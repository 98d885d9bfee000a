//! Named GraphQL operations forwarded to the platform API.
//!
//! Each route maps to exactly one of these. Multi-resource views (a project
//! with its environments, services and deployments) are a single document
//! with nested selections, never several round trips.

/// A named GraphQL document
#[derive(Debug, Clone, Copy)]
pub struct Operation {
    pub name: &'static str,
    pub document: &'static str,
}

pub const ME: Operation = Operation {
    name: "me",
    document: r#"query me {
  me {
    id
    projects {
      edges {
        node {
          id
          name
          description
          createdAt
          baseEnvironment { id name }
          environments { edges { node { id name } } }
          services { edges { node { id name } } }
        }
      }
    }
  }
}"#,
};

pub const GET_PROJECT: Operation = Operation {
    name: "getProject",
    document: r#"query getProject($id: String!) {
  project(id: $id) {
    id
    name
    description
    createdAt
    baseEnvironment { id name }
    environments { edges { node { id name } } }
    services {
      edges {
        node {
          id
          name
          icon
          createdAt
          serviceInstances {
            edges {
              node {
                createdAt
                domains {
                  customDomains { domain }
                  serviceDomains { domain }
                }
                source { repo image }
              }
            }
          }
          deployments {
            edges {
              node { id url staticUrl status createdAt }
            }
          }
        }
      }
    }
  }
}"#,
};

pub const GET_SERVICE: Operation = Operation {
    name: "getService",
    document: r#"query getService($id: String!) {
  service(id: $id) {
    id
    name
    icon
    createdAt
    serviceInstances {
      edges {
        node {
          id
          createdAt
          source { repo image }
        }
      }
    }
    deployments {
      edges {
        node {
          id
          url
          staticUrl
          status
          canRedeploy
          createdAt
          environment { id name }
        }
      }
    }
  }
}"#,
};

pub const LIST_GITHUB_REPOS: Operation = Operation {
    name: "listGithubRepos",
    document: r#"query listGithubRepos {
  githubRepos { id name fullName defaultBranch installationId }
}"#,
};

pub const GITHUB_WRITABLE_SCOPES: Operation = Operation {
    name: "githubWritableScopes",
    document: r#"query githubWritableScopes {
  githubWritableScopes
}"#,
};

pub const LIST_TEMPLATES: Operation = Operation {
    name: "listTemplates",
    document: r#"query listTemplates {
  templates {
    edges {
      node {
        id
        code
        metadata
        services { edges { node { id config } } }
      }
    }
  }
}"#,
};

pub const LIST_DEPLOYMENT_LOGS: Operation = Operation {
    name: "listDeploymentLogs",
    document: r#"query listDeploymentLogs($deploymentId: String!) {
  deploymentLogs(deploymentId: $deploymentId) {
    message
    severity
    timestamp
    tags { deploymentId deploymentInstanceId serviceId }
  }
}"#,
};

pub const PROJECT_CREATE: Operation = Operation {
    name: "projectCreate",
    document: r#"mutation projectCreate($input: ProjectCreateInput!) {
  projectCreate(input: $input) {
    id
    name
    createdAt
    baseEnvironment { id name }
  }
}"#,
};

pub const SERVICE_CREATE: Operation = Operation {
    name: "serviceCreate",
    document: r#"mutation serviceCreate($input: ServiceCreateInput!) {
  serviceCreate(input: $input) {
    id
    name
    createdAt
    serviceInstances {
      edges {
        node {
          id
          environmentId
          nixpacksPlan
          healthcheckPath
          healthcheckTimeout
          startCommand
          buildCommand
          builder
        }
      }
    }
  }
}"#,
};

pub const SERVICE_DELETE: Operation = Operation {
    name: "serviceDelete",
    document: r#"mutation serviceDelete($environmentId: String!, $id: String!) {
  serviceDelete(environmentId: $environmentId, id: $id)
}"#,
};

pub const DEPLOYMENT_REMOVE: Operation = Operation {
    name: "deploymentRemove",
    document: r#"mutation deploymentRemove($id: String!) {
  deploymentRemove(id: $id)
}"#,
};

pub const DEPLOYMENT_CANCEL: Operation = Operation {
    name: "deploymentCancel",
    document: r#"mutation deploymentCancel($id: String!) {
  deploymentCancel(id: $id)
}"#,
};

pub const DEPLOYMENT_RESTART: Operation = Operation {
    name: "deploymentRestart",
    document: r#"mutation deploymentRestart($id: String!) {
  deploymentRestart(id: $id)
}"#,
};

pub const TEMPLATE_DEPLOY: Operation = Operation {
    name: "templateDeploy",
    document: r#"mutation templateDeploy($input: TemplateDeployInput!) {
  templateDeploy(input: $input) {
    projectId
    workflowId
  }
}"#,
};

#[cfg(test)]
mod tests {
    use super::*;

    #[test]
    fn test_document_names_match_operation_names() {
        let all = [
            ME,
            GET_PROJECT,
            GET_SERVICE,
            LIST_GITHUB_REPOS,
            GITHUB_WRITABLE_SCOPES,
            LIST_TEMPLATES,
            LIST_DEPLOYMENT_LOGS,
            PROJECT_CREATE,
            SERVICE_CREATE,
            SERVICE_DELETE,
            DEPLOYMENT_REMOVE,
            DEPLOYMENT_CANCEL,
            DEPLOYMENT_RESTART,
            TEMPLATE_DEPLOY,
        ];
        for op in all {
            let header = op.document.lines().next().unwrap();
            let declared = header
                .split_whitespace()
                .nth(1)
                .unwrap()
                .split(['(', '{'])
                .next()
                .unwrap();
            assert_eq!(declared, op.name, "document header: {}", header);
        }
    }
}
= = = =
> Your instructions
Find the word "header" in the entries above and gather every line that holds it.

> Result of the exercise
            let header = op.document.lines().next().unwrap();
            let declared = header
            assert_eq!(declared, op.name, "document header: {}", header);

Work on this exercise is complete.